Instalada en la capital estadounidense, la agente rusa tejió una red de influyentes contactos en Estados Unidos que le llevaron hasta el "lobby" más poderoso de las armas, la Asociación Nacional del Rifle (NRA), donde se presentó como una activista rusa en defensa de su causa.

Constantemente, Butina era vista en fotografías junto a la directiva de a NRA y con miembros del Partido Republicano -del que forma parte el presidente Donald Trump-, con quienes buscó establecer canales de comunicación informales de cara a las elecciones presidenciales de 2016.

Su compromiso con la misión la llevó incluso a mantener una relación sentimental con uno de sus contactos estadounidenses, el asesor del partido Republicano, Paul Erickson, con quien mantenía conversaciones gracias a la herramienta de traducción del gigante tecnológico Google.
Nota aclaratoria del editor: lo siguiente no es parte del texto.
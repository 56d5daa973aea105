//! Mock server state management.
//!
//! Provides the in-memory data store for the mock Finite State server.
//! Records are kept in their wire shape, grouped by the GraphQL list field
//! that serves them (`allAssets`, `allFindings`, ...).

use std::collections::{BTreeMap, HashMap};
use std::sync::Arc;

use serde_json::{json, Map, Value};
use tokio::sync::RwLock;

/// Progress of a launched export job.
#[derive(Debug, Clone)]
pub struct MockExport {
    /// Which launch field created the job.
    pub kind: String,
    /// Status polls answered so far.
    pub polls: u32,
    /// Final status once polling is done, `COMPLETED` unless overridden.
    pub final_status: String,
}

/// An open multipart upload.
#[derive(Debug, Clone, Default)]
pub struct MockUpload {
    pub test_id: String,
    pub key: String,
    /// Part bytes by part number.
    pub parts: BTreeMap<u32, Vec<u8>>,
}

/// Shared state for the mock server.
///
/// It's wrapped in `Arc<RwLock<_>>` for concurrent access.
#[derive(Debug, Default)]
pub struct MockState {
    /// Records indexed by list field.
    pub records: HashMap<String, Vec<Value>>,

    /// Export jobs by ID.
    pub exports: HashMap<String, MockExport>,

    /// Multipart uploads by upload ID.
    pub uploads: HashMap<String, MockUpload>,

    /// Uploaded objects by key.
    pub objects: HashMap<String, Vec<u8>>,

    /// `(key, test ID)` pairs for every processing launch.
    pub processed: Vec<(String, String)>,

    /// Number of `RUNNING` answers an export gives before finishing.
    pub polls_until_ready: u32,

    /// Status export jobs end in.
    pub export_outcome: String,

    /// Optional authentication token. If set, GraphQL requests must carry it.
    pub required_token: Option<String>,

    /// Base URL used to build presigned links.
    pub base_url: String,

    next_id: u64,
}

impl MockState {
    /// Create a new empty state.
    pub fn new() -> Self {
        Self {
            polls_until_ready: 1,
            export_outcome: "COMPLETED".to_string(),
            ..Self::default()
        }
    }

    /// Create state wrapped in Arc<RwLock> for sharing.
    pub fn shared(self) -> Arc<RwLock<Self>> {
        Arc::new(RwLock::new(self))
    }

    /// Add a record served by a list field.
    pub fn with_record(mut self, field: &str, record: Value) -> Self {
        self.insert(field, record);
        self
    }

    /// Set the required authentication token.
    pub fn with_required_token(mut self, token: &str) -> Self {
        self.required_token = Some(token.to_string());
        self
    }

    /// Make exports report `RUNNING` this many times before finishing.
    pub fn with_polls_until_ready(mut self, polls: u32) -> Self {
        self.polls_until_ready = polls;
        self
    }

    /// Make exports end in `status` instead of `COMPLETED`.
    pub fn with_export_outcome(mut self, status: &str) -> Self {
        self.export_outcome = status.to_string();
        self
    }

    /// Store a record under a list field.
    pub fn insert(&mut self, field: &str, record: Value) {
        self.records.entry(field.to_string()).or_default().push(record);
    }

    /// Mint a new ID with the given prefix.
    pub fn next_id(&mut self, prefix: &str) -> String {
        self.next_id += 1;
        format!("{prefix}-{}", self.next_id)
    }

    /// Records under `field` matching a GraphQL filter object.
    pub fn list(&self, field: &str, filter: Option<&Map<String, Value>>) -> Vec<&Value> {
        self.records
            .get(field)
            .map(|records| {
                records
                    .iter()
                    .filter(|r| filter.map_or(true, |f| matches_filter(r, f)))
                    .collect()
            })
            .unwrap_or_default()
    }

    /// Find a record by ID under `field`.
    pub fn find_mut(&mut self, field: &str, id: &str) -> Option<&mut Value> {
        self.records
            .get_mut(field)?
            .iter_mut()
            .find(|r| r["id"] == id)
    }

    /// Start an export job and return its ID.
    pub fn launch_export(&mut self, kind: &str) -> String {
        let id = self.next_id("export");
        self.exports.insert(
            id.clone(),
            MockExport {
                kind: kind.to_string(),
                polls: 0,
                final_status: self.export_outcome.clone(),
            },
        );
        id
    }

    /// Answer one status poll: `(status, download link)`.
    pub fn poll_export(&mut self, id: &str) -> Option<(String, Option<String>)> {
        let base_url = self.base_url.clone();
        let ready_after = self.polls_until_ready;
        let export = self.exports.get_mut(id)?;
        export.polls += 1;

        if export.polls <= ready_after {
            return Some(("RUNNING".to_string(), None));
        }
        let link = (export.final_status == "COMPLETED").then(|| format!("{base_url}/download/{id}"));
        Some((export.final_status.clone(), link))
    }

    /// Open a multipart upload: `(upload ID, key)`.
    pub fn start_upload(&mut self, test_id: &str) -> (String, String) {
        let upload_id = self.next_id("upload");
        let key = format!("uploads/{test_id}/{upload_id}");
        self.uploads.insert(
            upload_id.clone(),
            MockUpload {
                test_id: test_id.to_string(),
                key: key.clone(),
                parts: BTreeMap::new(),
            },
        );
        (upload_id, key)
    }

    /// Join the listed parts in order into one object.
    ///
    /// Returns `None` if the upload is unknown or a part was never `PUT`.
    pub fn complete_upload(&mut self, upload_id: &str, part_numbers: &[u32]) -> Option<String> {
        let upload = self.uploads.remove(upload_id)?;
        let mut object = Vec::new();
        for number in part_numbers {
            object.extend_from_slice(upload.parts.get(number)?);
        }
        self.objects.insert(upload.key.clone(), object);
        Some(upload.key)
    }

    /// Record a triage status on findings and return the IDs changed.
    pub fn update_finding_statuses(&mut self, ids: &[String], input: &Value) -> Vec<String> {
        let mut updated = Vec::new();
        for id in ids {
            let status_id = self.next_id("status");
            if let Some(finding) = self.find_mut("allFindings", id) {
                finding["currentStatus"] = json!({
                    "id": status_id,
                    "status": input["status"],
                    "justification": input.get("justification").cloned().unwrap_or(Value::Null),
                    "comment": input.get("comment").cloned().unwrap_or(Value::Null),
                    "createdBy": {"id": input["updatedBy"]},
                });
                updated.push(id.clone());
            }
        }
        updated
    }
}

/// Apply a GraphQL filter object to a record.
///
/// Supports equality, nested objects, and the `_in`, `_contains` and
/// `_like` suffixes. A `null` filter value matches anything.
pub(crate) fn matches_filter(record: &Value, filter: &Map<String, Value>) -> bool {
    filter.iter().all(|(key, expected)| {
        if expected.is_null() {
            return true;
        }
        if let Some(base) = key.strip_suffix("_in") {
            return expected
                .as_array()
                .is_some_and(|options| options.contains(&record[base]));
        }
        if let Some(base) = key.strip_suffix("_contains") {
            return match (record[base].as_str(), expected.as_str()) {
                (Some(actual), Some(needle)) => actual.contains(needle),
                _ => false,
            };
        }
        if let Some(base) = key.strip_suffix("_like") {
            return match (record[base].as_str(), expected.as_str()) {
                (Some(actual), Some(pattern)) => actual.eq_ignore_ascii_case(pattern),
                _ => false,
            };
        }
        match expected {
            Value::Object(nested) => matches_filter(&record[key.as_str()], nested),
            _ => &record[key.as_str()] == expected,
        }
    })
}

#[cfg(test)]
mod tests {
    use super::*;

    #[test]
    fn test_filter_nested_and_suffixes() {
        let record = json!({
            "id": "f-1",
            "severity": "HIGH",
            "group": {"id": "bu-1"},
            "currentStatus": {"status": "AFFECTED"},
            "name": "OpenSSL",
        });

        let filter = |v: Value| v.as_object().cloned().unwrap();
        assert!(matches_filter(&record, &filter(json!({"group": {"id": "bu-1"}}))));
        assert!(!matches_filter(&record, &filter(json!({"group": {"id": "bu-2"}}))));
        assert!(matches_filter(
            &record,
            &filter(json!({"currentStatus": {"status_in": ["AFFECTED", "FIXED"]}}))
        ));
        assert!(matches_filter(&record, &filter(json!({"name_like": "openssl"}))));
        assert!(matches_filter(&record, &filter(json!({"name_contains": "SSL"}))));
        assert!(matches_filter(&record, &filter(json!({"deletedAt": null}))));
    }

    #[test]
    fn test_export_progresses_to_completed() {
        let mut state = MockState::new().with_polls_until_ready(2);
        state.base_url = "http://mock".to_string();
        let id = state.launch_export("launchCycloneDxExport");

        assert_eq!(state.poll_export(&id).unwrap().0, "RUNNING");
        assert_eq!(state.poll_export(&id).unwrap().0, "RUNNING");
        let (status, link) = state.poll_export(&id).unwrap();
        assert_eq!(status, "COMPLETED");
        assert_eq!(link.unwrap(), format!("http://mock/download/{id}"));
    }

    #[test]
    fn test_complete_upload_joins_parts_in_order() {
        let mut state = MockState::new();
        let (upload_id, key) = state.start_upload("t-1");
        let upload = state.uploads.get_mut(&upload_id).unwrap();
        upload.parts.insert(2, b"world".to_vec());
        upload.parts.insert(1, b"hello ".to_vec());

        assert_eq!(state.complete_upload(&upload_id, &[1, 2]).unwrap(), key);
        assert_eq!(state.objects[&key], b"hello world");
    }
}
Con este traductor, Butina compartió con Erickson un supuesto plan para ayudar al Partido Republicano a ganar las elecciones de 2016. Tras su confesión, Butina ofreció información sobre su expareja, quien por el momento no ha sido acusado formalmente en el marco de este caso.

Una creciente influencia en los círculos de poder

Impulsada por su interés en la victoria de Trump, la espía rusa acudió en 2015 a uno de sus mítines como candidato a la nominación republicana.

Desde el público, le preguntó al primer mandatario sobre su posición respecto a las relaciones con el Kremlin, a lo que el magnate bromeó y auguró que se "llevaría bien con Putin".

Cuando admitió su culpabilidad ante las autoridades estadounidenses, Butina explicó que había opciones importantes de que un candidato republicano ganara los comicios presidenciales y por ese motivo trató de acercarse al equipo de Trump.

Los fiscales estadounidenses dijeron que Butina estaba enviando informes a un funcionario de alto nivel del gobierno ruso.

Mientras su influencia en los círculos de poder estadounidenses escalaba, la espía consiguió graduarse en relaciones internacionales por la American University de Washington.

En esa universidad se dieron los primeros deslices en la compleja trama urdida por Butina, ya que, según narraron sus compañeros a los medios de comunicación locales, la espía-estudiante se emborrachó en al menos dos ocasiones diferentes y se jactó públicamente de sus contactos en el Gobierno ruso.

En ambas circunstancias, sus compañeros alertaron a las fuerzas de seguridad, que supuestamente ya andaban tras su pista desde el momento en el que pisó suelo estadounidense.